A security penetration tester at Italian security firm AIR Sicurezza Informatica has claimed that flaws exist in Google's servers that will allow would-be hackers to exploit the search giant's bandwidth and launch a distributed denial-of-service (DDoS) attack on a server of their choosing.
On the IHTeam Security Blog, Simone Quatrini, also known as R00T.ATI, demonstrates how users can make Google's servers act as a proxy to fetch content on their behalf. Quatrini has written a shell script that will repeatedly prompt Google's servers to make requests to a site of the attacker's choice, effectively using Google's bandwidth rather than their own.

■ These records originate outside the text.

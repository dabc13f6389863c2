// Copyright (C) 2013-2020 Blockstack PBC, a public benefit corporation
// Copyright (C) 2020-2024 Stacks Open Internet Foundation
//
// This program is free software: you can redistribute it and/or modify
// it under the terms of the GNU General Public License as published by
// the Free Software Foundation, either version 3 of the License, or
// (at your option) any later version.
//
// This program is distributed in the hope that it will be useful,
// but WITHOUT ANY WARRANTY; without even the implied warranty of
// MERCHANTABILITY or FITNESS FOR A PARTICULAR PURPOSE.  See the
// GNU General Public License for more details.
//
// You should have received a copy of the GNU General Public License
// along with this program.  If not, see <http://www.gnu.org/licenses/>.

//! Proof-of-Transfer stacking ledger.
//!
//! [`PoxContract`] keeps the stacking state a pox boot contract would:
//! per-principal locks, per-cycle reward sets and totals, delegation grants
//! and operator aggregates. STX balances live behind the [`StxBalances`]
//! collaborator, and the burn block height is set by whoever drives the
//! ledger. [`PoolWrapper`] is a pool front end built on top of it.

#![allow(clippy::result_large_err)]

pub mod address;
pub mod aggregation;
pub mod balances;
pub mod burnchain;
pub mod config;
pub mod contract;
pub mod delegation;
pub mod errors;
pub mod events;
pub mod pool;
pub mod signed_structured_data;
pub mod signer_auth;
pub mod stacking;
pub mod state;

#[cfg(test)]
mod tests;

pub use crate::address::PoxAddress;
pub use crate::aggregation::CommitReceipt;
pub use crate::balances::{MemoryStxLedger, StxAccount, StxBalances};
pub use crate::burnchain::PoxConstants;
pub use crate::config::{PoxConfig, PoxVersion};
pub use crate::contract::{PoxContract, PoxInfo};
pub use crate::errors::{AuthError, ErrorKind, PoolError, StackingError};
pub use crate::pool::{PoolDelegateReceipt, PoolWrapper};
pub use crate::stacking::{ExtendReceipt, IncreaseReceipt, LockReceipt};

Through a video and on the blog, he demonstrates the output bandwidth of an attack on his own server, of about 91Mbps. He claimed that his home bandwidth allows only 6Mbps.
Quatrini claimed to have contacted Google Security about the matter on 10 August, and UK computer security student Ryan Dewhurst claimed to have also alerted Google to the flaw on 24 July. Dewhurst tweeted the vulnerability publicly on 25 August after receiving no response.
ZDNet Australia contacted Google for comment, but the search giant was unable to respond at the time of publication.
Sebastien Jeanquier, principal consultant at information security firm Stratsec, told ZDNet Australia that the flaw wasn't inherently special and that proxies were fairly common on the internet.
"If anything, Google will notice [attack attempts] and probably blacklist you."